_TASK BRIEF_
The records below hold a stretch from the line with "at infinite cost." through the line with "early, the vertices"; return exactly those lines, ends included, and nothing more.

[Stored data entries]

^^^^

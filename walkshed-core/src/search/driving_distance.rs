use super::{
    frontier_entry::FrontierEntry, CancellationToken, CutoffExceededWarning, ReachableSet,
    SearchBudget,
};
use crate::{graph::Graph, model::VertexId};
use rayon::prelude::*;
use std::collections::{BTreeMap, BTreeSet, BinaryHeap, HashMap};
use std::time::Instant;

/// bounded shortest-path reachability from many sources.
///
/// each distinct source runs its own single-source search (see [driving_distance_single])
/// on the rayon thread pool. searches share only the read-only [Graph]; all search state
/// is private to the search, so no synchronization is needed beyond collecting results.
///
/// # Arguments
///
/// * `graph`   - walking network
/// * `sources` - source vertex ids. duplicates are searched once.
/// * `cutoff`  - maximum walking cost in feet. vertices farther than this are excluded.
/// * `budget`  - per-search circuit breaker limits
///
/// # Returns
///
/// one [ReachableSet] per distinct source, keyed by source id.
pub fn driving_distance(
    graph: &Graph,
    sources: &[VertexId],
    cutoff: f64,
    budget: &SearchBudget,
) -> BTreeMap<VertexId, ReachableSet> {
    driving_distance_cancellable(graph, sources, cutoff, budget, &HashMap::new())
}

/// [driving_distance] where individual searches can be stopped from another thread.
///
/// a source with an entry in `cancel` checks that token alongside its `budget`.
/// cancelling one token stops only its own search, which returns its settled vertices
/// with a [CutoffExceededWarning]; sources without a token always run to completion
/// or budget exhaustion.
pub fn driving_distance_cancellable(
    graph: &Graph,
    sources: &[VertexId],
    cutoff: f64,
    budget: &SearchBudget,
    cancel: &HashMap<VertexId, CancellationToken>,
) -> BTreeMap<VertexId, ReachableSet> {
    let unique: BTreeSet<VertexId> = sources.iter().copied().collect();
    unique
        .into_par_iter()
        .map(|source| {
            let token = cancel.get(&source);
            let reachable = driving_distance_single(graph, source, cutoff, budget, token);
            (source, reachable)
        })
        .collect()
}

/// Dijkstra search from a single source over the undirected network, bounded by `cutoff`.
///
/// vertices are settled in increasing cost order from a binary min-heap with lazy deletion
/// of stale entries. a relaxation that would exceed `cutoff` is never pushed, so vertices
/// beyond the cutoff are absent from the result rather than present at infinite cost.
/// vertices at exactly `cutoff` are included.
///
/// if the `budget` (or the optional cancellation token) stops the search early, the vertices
/// settled so far are returned with a [CutoffExceededWarning]. settled costs are final, so
/// the partial set is a subset of the complete one.
///
/// a source that is not in the graph yields a set holding only itself at cost 0.
pub fn driving_distance_single(
    graph: &Graph,
    source: VertexId,
    cutoff: f64,
    budget: &SearchBudget,
    cancel: Option<&CancellationToken>,
) -> ReachableSet {
    let source_index = match graph.vertex_index(&source) {
        Some(index) => index,
        None => {
            log::debug!("source vertex {source} not in graph, returning source-only set");
            return ReachableSet::source_only(source);
        }
    };
    let cutoff = if cutoff.is_finite() && cutoff >= 0.0 {
        cutoff
    } else {
        log::warn!("invalid cutoff {cutoff} for source {source}, only the source is reachable");
        0.0
    };

    let started = Instant::now();
    let mut settled: HashMap<usize, f64> = HashMap::new();
    let mut best: HashMap<usize, f64> = HashMap::new();
    let mut frontier: BinaryHeap<FrontierEntry> = BinaryHeap::new();
    let mut warning: Option<CutoffExceededWarning> = None;

    best.insert(source_index, 0.0);
    frontier.push(FrontierEntry::new(0.0, source_index));

    while let Some(FrontierEntry { cost, vertex_index }) = frontier.pop() {
        let cost = cost.into_inner();
        if settled.contains_key(&vertex_index) {
            continue;
        }
        if best.get(&vertex_index).is_some_and(|b| cost > *b) {
            // stale entry, a cheaper path was pushed later
            continue;
        }
        if let Some(reason) = budget.check(settled.len(), started, cancel) {
            let w = CutoffExceededWarning {
                source,
                reason,
                settled: settled.len(),
                elapsed: started.elapsed(),
            };
            log::warn!("{w}");
            warning = Some(w);
            break;
        }
        settled.insert(vertex_index, cost);

        for adj in graph.adjacency_at(vertex_index) {
            if settled.contains_key(&adj.neighbor_index) {
                continue;
            }
            let next_cost = cost + adj.weight;
            if next_cost > cutoff {
                continue;
            }
            let improves = best
                .get(&adj.neighbor_index)
                .map(|b| next_cost < *b)
                .unwrap_or(true);
            if improves {
                best.insert(adj.neighbor_index, next_cost);
                frontier.push(FrontierEntry::new(next_cost, adj.neighbor_index));
            }
        }
    }

    let costs = settled
        .into_iter()
        .map(|(index, cost)| (graph.vertex_at(index).vertex_id, cost))
        .collect::<HashMap<_, _>>();
    ReachableSet::new(source, costs, warning)
}

#[cfg(test)]
mod tests {
    use super::*;
    use crate::model::{Edge, Vertex};
    use crate::search::BreakerReason;

    const A: VertexId = VertexId(0);
    const B: VertexId = VertexId(1);
    const C: VertexId = VertexId(2);

    fn triangle() -> Graph {
        let vertices = vec![
            Vertex::new(0, 0.0, 0.0),
            Vertex::new(1, 1000.0, 0.0),
            Vertex::new(2, 1000.0, 1000.0),
        ];
        let edges = vec![
            Edge::new(0, 0, 1, 1000.0),
            Edge::new(1, 1, 2, 1000.0),
            Edge::new(2, 0, 2, 2500.0),
        ];
        Graph::build(vertices, edges).unwrap()
    }

    /// a star around vertex 0: five spokes within a half mile and two beyond,
    /// with the far spokes only reachable through long edges.
    fn entrance_star() -> Graph {
        let vertices = (0..8)
            .map(|i| Vertex::new(i, i as f64 * 100.0, 0.0))
            .collect::<Vec<_>>();
        let edges = vec![
            Edge::new(0, 0, 1, 300.0),
            Edge::new(1, 0, 2, 800.0),
            Edge::new(2, 2, 3, 900.0),
            Edge::new(3, 3, 4, 940.0),
            Edge::new(4, 0, 5, 2000.0),
            Edge::new(5, 5, 6, 700.0),
            Edge::new(6, 4, 7, 100.0),
        ];
        Graph::build(vertices, edges).unwrap()
    }

    /// 10 x 10 grid with 100 ft blocks
    fn grid() -> Graph {
        let n = 10;
        let vertices = (0..n * n)
            .map(|i| Vertex::new(i, (i % n) as f64 * 100.0, (i / n) as f64 * 100.0))
            .collect::<Vec<_>>();
        let mut edges = vec![];
        for i in 0..n * n {
            if i % n < n - 1 {
                edges.push(Edge::new(edges.len() as i64, i, i + 1, 100.0));
            }
            if i / n < n - 1 {
                edges.push(Edge::new(edges.len() as i64, i, i + n, 100.0));
            }
        }
        Graph::build(vertices, edges).unwrap()
    }

    #[test]
    fn test_triangle_cutoff() {
        let graph = triangle();
        let result = driving_distance(&graph, &[A], 1600.0, &SearchBudget::unlimited());
        let reachable = result.get(&A).unwrap();
        assert_eq!(reachable.len(), 2);
        assert_eq!(reachable.cost(&A), Some(0.0));
        assert_eq!(reachable.cost(&B), Some(1000.0));
        assert!(!reachable.contains(&C));
        assert!(!reachable.is_truncated());
    }

    #[test]
    fn test_triangle_prefers_shorter_two_hop_path() {
        let graph = triangle();
        let reachable =
            driving_distance_single(&graph, A, 5000.0, &SearchBudget::unlimited(), None);
        assert_eq!(reachable.cost(&C), Some(2000.0));
    }

    #[test]
    fn test_half_mile_walkshed_size() {
        let graph = entrance_star();
        let v = VertexId(0);
        let result = driving_distance(&graph, &[v], 2640.0, &SearchBudget::unlimited());
        let reachable = result.get(&v).unwrap();
        // 1 (300), 2 (800), 3 (1700), 4 (2640), 5 (2000) plus the source itself
        assert_eq!(reachable.len(), 6);
        assert_eq!(reachable.cost(&VertexId(4)), Some(2640.0));
        assert!(!reachable.contains(&VertexId(6)));
        assert!(!reachable.contains(&VertexId(7)));
    }

    #[test]
    fn test_source_always_present_at_zero() {
        let graph = grid();
        for cutoff in [0.0, 50.0, 100.0, 450.0] {
            let result = driving_distance(
                &graph,
                &[VertexId(0), VertexId(55), VertexId(99)],
                cutoff,
                &SearchBudget::unlimited(),
            );
            for (source, reachable) in result.iter() {
                assert_eq!(reachable.source, *source);
                assert_eq!(reachable.cost(source), Some(0.0));
            }
        }
    }

    #[test]
    fn test_monotone_in_cutoff() {
        let graph = grid();
        let budget = SearchBudget::unlimited();
        let cutoffs = [0.0, 100.0, 250.0, 400.0, 900.0, 1800.0];
        for window in cutoffs.windows(2) {
            let small = driving_distance_single(&graph, VertexId(44), window[0], &budget, None);
            let large = driving_distance_single(&graph, VertexId(44), window[1], &budget, None);
            assert!(small.is_subset_of(&large));
            assert!(small.len() <= large.len());
        }
    }

    #[test]
    fn test_grid_costs_are_manhattan() {
        let graph = grid();
        let reachable =
            driving_distance_single(&graph, VertexId(0), 300.0, &SearchBudget::unlimited(), None);
        // all grid vertices with manhattan distance <= 3 blocks from the corner
        assert_eq!(reachable.len(), 10);
        assert_eq!(reachable.cost(&VertexId(21)), Some(300.0));
        assert_eq!(reachable.max_cost(), 300.0);
    }

    #[test]
    fn test_missing_source_is_source_only() {
        let graph = triangle();
        let missing = VertexId(404);
        let result = driving_distance(&graph, &[missing, A], 1600.0, &SearchBudget::unlimited());
        let reachable = result.get(&missing).unwrap();
        assert_eq!(reachable.len(), 1);
        assert_eq!(reachable.cost(&missing), Some(0.0));
        assert_eq!(result.get(&A).unwrap().len(), 2);
    }

    #[test]
    fn test_duplicate_sources_searched_once() {
        let graph = triangle();
        let result = driving_distance(&graph, &[A, B, A], 1000.0, &SearchBudget::unlimited());
        assert_eq!(result.len(), 2);
    }

    #[test]
    fn test_settled_limit_keeps_partial_result() {
        let graph = grid();
        let budget = SearchBudget {
            max_settled: Some(5),
            timeout: None,
        };
        let partial = driving_distance_single(&graph, VertexId(0), 2000.0, &budget, None);
        let full =
            driving_distance_single(&graph, VertexId(0), 2000.0, &SearchBudget::unlimited(), None);
        assert_eq!(partial.len(), 5);
        assert!(partial.is_truncated());
        assert_eq!(
            partial.warning().map(|w| w.reason),
            Some(BreakerReason::MaxSettled(5))
        );
        assert!(partial.is_subset_of(&full));
        assert_eq!(partial.cost(&VertexId(0)), Some(0.0));
    }

    #[test]
    fn test_cancelled_search_does_not_affect_others() {
        let graph = grid();
        let token = CancellationToken::new();
        token.cancel();
        let budget = SearchBudget::unlimited();
        let cancelled = driving_distance_single(&graph, VertexId(0), 500.0, &budget, Some(&token));
        let other = driving_distance_single(
            &graph,
            VertexId(0),
            500.0,
            &budget,
            Some(&CancellationToken::new()),
        );
        assert_eq!(cancelled.len(), 1);
        assert_eq!(
            cancelled.warning().map(|w| w.reason),
            Some(BreakerReason::Cancelled)
        );
        assert!(!other.is_truncated());
        assert_eq!(other.len(), 21);
    }

    #[test]
    fn test_batch_cancellation_is_per_source() {
        let graph = grid();
        let token = CancellationToken::new();
        token.cancel();
        let tokens = HashMap::from([
            (VertexId(0), token),
            (VertexId(99), CancellationToken::new()),
        ]);
        let sources = [VertexId(0), VertexId(55), VertexId(99)];
        let budget = SearchBudget::unlimited();
        let result = driving_distance_cancellable(&graph, &sources, 500.0, &budget, &tokens);

        let cancelled = result.get(&VertexId(0)).unwrap();
        assert_eq!(
            cancelled.warning().map(|w| w.reason),
            Some(BreakerReason::Cancelled)
        );
        assert_eq!(cancelled.cost(&VertexId(0)), Some(0.0));
        assert!(!result.get(&VertexId(55)).unwrap().is_truncated());
        assert!(!result.get(&VertexId(99)).unwrap().is_truncated());
        assert_eq!(result.get(&VertexId(99)).unwrap().len(), 21);
    }

    #[test]
    fn test_invalid_cutoff_only_reaches_source() {
        let graph = triangle();
        let budget = SearchBudget::unlimited();
        for cutoff in [-1.0, f64::NAN] {
            let reachable = driving_distance_single(&graph, A, cutoff, &budget, None);
            assert_eq!(reachable.vertex_ids(), vec![A]);
        }
    }
}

^^^^

_EXERCISE RESPONSE_
/// beyond the cutoff are absent from the result rather than present at infinite cost.
/// vertices at exactly `cutoff` are included.
///
/// if the `budget` (or the optional cancellation token) stops the search early, the vertices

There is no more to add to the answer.